Sardegna: proclamato per domani lutto nazionale

Il Consiglio dei Ministri ha proclamato per domani, venerdì 22 novembre, la giornata di lutto nazionale per l'alluvione in Sardegna. Aperte due inchieste. Stanziati 100 milioni di euro fino al 2015 per la ricostruzione. La ProCiv Sardegna invita a interrompere l'invio di aiuti nei centri di raccolta

Domani sarà lutto nazionale per la tragedia che, tra lunedì 18 e martedì 19 novembre, ha sconvolto la Sardegna.
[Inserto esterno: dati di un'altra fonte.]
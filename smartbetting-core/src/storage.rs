//! Object storage sink.
//!
//! Objects are written through the `object_store` crate: [`S3Sink`] talks to
//! Amazon S3 (or any S3-compatible endpoint) and [`MemorySink`] keeps
//! everything in process for tests and dry runs. Writes are plain puts, so an
//! existing object at the same key is overwritten.

use crate::config::StorageConfig;
use crate::error::StorageError;
use async_trait::async_trait;
use bytes::Bytes;
use object_store::aws::AmazonS3Builder;
use object_store::memory::InMemory;
use object_store::path::Path;
use object_store::{Attribute, Attributes, ObjectStore, PutOptions, PutPayload};
use std::collections::HashMap;
use std::sync::atomic::{AtomicUsize, Ordering};
use std::sync::{Arc, Mutex};
use tracing::{debug, info};

/// Content type attached to every JSON upload.
pub const JSON_CONTENT_TYPE: &str = "application/json";

/// A destination that accepts whole objects addressed by bucket and key.
#[async_trait]
pub trait ObjectSink: Send + Sync {
    /// Create or overwrite `bucket/key` with `body`.
    async fn put_object(
        &self,
        bucket: &str,
        key: &str,
        body: Bytes,
        content_type: &'static str,
    ) -> Result<(), StorageError>;
}

/// Upload JSON text to `bucket/key` with an `application/json` content type.
///
/// Bucket and key accept anything string-like, including the lake constants.
pub async fn upload(
    sink: &dyn ObjectSink,
    json_text: &str,
    bucket: impl AsRef<str>,
    key: impl AsRef<str>,
) -> Result<(), StorageError> {
    let (bucket, key) = (bucket.as_ref(), key.as_ref());
    info!(bucket, key, bytes = json_text.len(), "Uploading JSON to S3...");
    sink.put_object(
        bucket,
        key,
        Bytes::copy_from_slice(json_text.as_bytes()),
        JSON_CONTENT_TYPE,
    )
    .await?;
    info!(bucket, key, "JSON uploaded to S3!!!");
    Ok(())
}

fn put_options(content_type: &'static str) -> PutOptions {
    let mut attributes = Attributes::new();
    attributes.insert(Attribute::ContentType, content_type.into());
    PutOptions {
        attributes,
        ..Default::default()
    }
}

async fn put_with_content_type(
    store: &dyn ObjectStore,
    bucket: &str,
    key: &str,
    body: Bytes,
    content_type: &'static str,
) -> Result<(), StorageError> {
    let path = Path::from(key);
    store
        .put_opts(&path, PutPayload::from(body), put_options(content_type))
        .await
        .map_err(|source| StorageError::ObjectStore {
            bucket: bucket.to_string(),
            key: key.to_string(),
            source,
        })?;
    Ok(())
}

/// Amazon S3 sink.
///
/// Credentials and region come from the environment
/// (`AmazonS3Builder::from_env`), with optional overrides from
/// [`StorageConfig`].
#[derive(Debug, Clone, Default)]
pub struct S3Sink {
    config: StorageConfig,
}

impl S3Sink {
    pub fn new(config: &StorageConfig) -> Self {
        Self {
            config: config.clone(),
        }
    }

    fn build_store(&self, bucket: &str) -> Result<Arc<dyn ObjectStore>, StorageError> {
        let mut builder = AmazonS3Builder::from_env().with_bucket_name(bucket);

        if let Some(region) = &self.config.region {
            builder = builder.with_region(region);
        }

        if let Some(endpoint) = &self.config.endpoint {
            builder = builder
                .with_endpoint(endpoint)
                .with_virtual_hosted_style_request(false);
        }

        if self.config.allow_http {
            builder = builder.with_allow_http(true);
        }

        let store = builder.build().map_err(|source| StorageError::Config {
            bucket: bucket.to_string(),
            source,
        })?;
        Ok(Arc::new(store))
    }
}

#[async_trait]
impl ObjectSink for S3Sink {
    async fn put_object(
        &self,
        bucket: &str,
        key: &str,
        body: Bytes,
        content_type: &'static str,
    ) -> Result<(), StorageError> {
        let store = self.build_store(bucket)?;
        debug!(bucket, key, "Writing object to S3");
        put_with_content_type(store.as_ref(), bucket, key, body, content_type).await
    }
}

/// An object read back from a [`MemorySink`].
#[derive(Debug, Clone, PartialEq)]
pub struct StoredObject {
    pub body: Bytes,
    pub content_type: Option<String>,
}

impl StoredObject {
    pub fn text(&self) -> String {
        String::from_utf8_lossy(&self.body).into_owned()
    }
}

/// In-process sink with one `InMemory` store per bucket.
#[derive(Debug, Default)]
pub struct MemorySink {
    buckets: Mutex<HashMap<String, Arc<InMemory>>>,
    puts: AtomicUsize,
}

impl MemorySink {
    pub fn new() -> Self {
        Self::default()
    }

    /// Number of `put_object` calls received, successful or not.
    pub fn puts(&self) -> usize {
        self.puts.load(Ordering::SeqCst)
    }

    fn bucket(&self, name: &str) -> Arc<InMemory> {
        let mut buckets = self
            .buckets
            .lock()
            .unwrap_or_else(|poisoned| poisoned.into_inner());
        buckets
            .entry(name.to_string())
            .or_insert_with(|| Arc::new(InMemory::new()))
            .clone()
    }

    /// Read an object back, or `None` when it was never written.
    pub async fn get_object(&self, bucket: &str, key: &str) -> Option<StoredObject> {
        let store = self.bucket(bucket);
        let result = store.get(&Path::from(key)).await.ok()?;
        let content_type = result
            .attributes
            .get(&Attribute::ContentType)
            .map(|value| value.to_string());
        let body = result.bytes().await.ok()?;
        Some(StoredObject { body, content_type })
    }

    /// Keys currently stored in `bucket`, sorted.
    pub async fn keys(&self, bucket: &str) -> object_store::Result<Vec<String>> {
        use futures::TryStreamExt;

        let store = self.bucket(bucket);
        let mut keys: Vec<String> = store
            .list(None)
            .map_ok(|meta| meta.location.to_string())
            .try_collect()
            .await?;
        keys.sort();
        Ok(keys)
    }
}

#[async_trait]
impl ObjectSink for MemorySink {
    async fn put_object(
        &self,
        bucket: &str,
        key: &str,
        body: Bytes,
        content_type: &'static str,
    ) -> Result<(), StorageError> {
        self.puts.fetch_add(1, Ordering::SeqCst);
        let store = self.bucket(bucket);
        put_with_content_type(store.as_ref(), bucket, key, body, content_type).await
    }
}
La decisione è stata presa oggi dal Consiglio dei Ministri mentre nelle province di Olbia, Nuoro e Oristano si lavora per rimuovere acqua, fango e detriti e per ripristinare la normalità.

Aperte anche due inchieste: una dalla Procura della Repubblica di Tempio Pausania, l'altra da quella di Nuoro. Si procede rispettivamente per disastro colposo e omicidio colposo. Le magistrature inquirenti hanno richiesto alle amministrazioni maggiormente coinvolte nella catastrofe i progetti, le delibere e tutto quanto possa consentire di far chiarezza su opere stradali, manufatti, edifici, strutture e pianificazioni urbanistiche che hanno visto la luce negli ultimi anni. La magistratura vuole vederci chiaro su quanto accaduto: catastrofe naturale, oppure anche la mano dell'uomo ha fatto la sua parte? Le inchieste al momento sono fascicoli di indagine senza un nome.

Un emendamento alla legge di Stabilità, presentato dai relatori e approvato oggi dalla commissione Bilancio del Senato, prevede stanziamenti per oltre 100 milioni di euro fino al 2015 per riparare i danni provocati dal maltempo in Sardegna. Per quanto riguarda la riparazione della rete stradale probabilmente ci sarà la possibilità di avvalersi di fondi dell'Anas.

Intanto la sala operativa della Protezione Civile della Sardegna invita la popolazione ad interrompere l'invio di aiuti ai centri di raccolta poiché sono ormai saturi. Quando ci sarà la necessità di ulteriori aiuti verrà data tempestiva comunicazione. La situazione degli sfollati nelle zone colpite dall'alluvione è scesa 737, dei quali 240 quelli assistiti in centri di accoglienza (scuole, palestre, parrocchie, strutture alberghiere ed extra-albreghiere) e 497 in case private di parenti. Proseguono le ricerche del disperso a Onanì (Nuoro) per il quale continuano a essere mobilitate squadre dei Vigili del Fuoco alle quali si sono aggiunti i volontari dell'associazione Arcus, gli uomini dell'Ente Foreste e del Soccorso Alpino coadiuvati da un elicottero dell'Aeronautica Militare.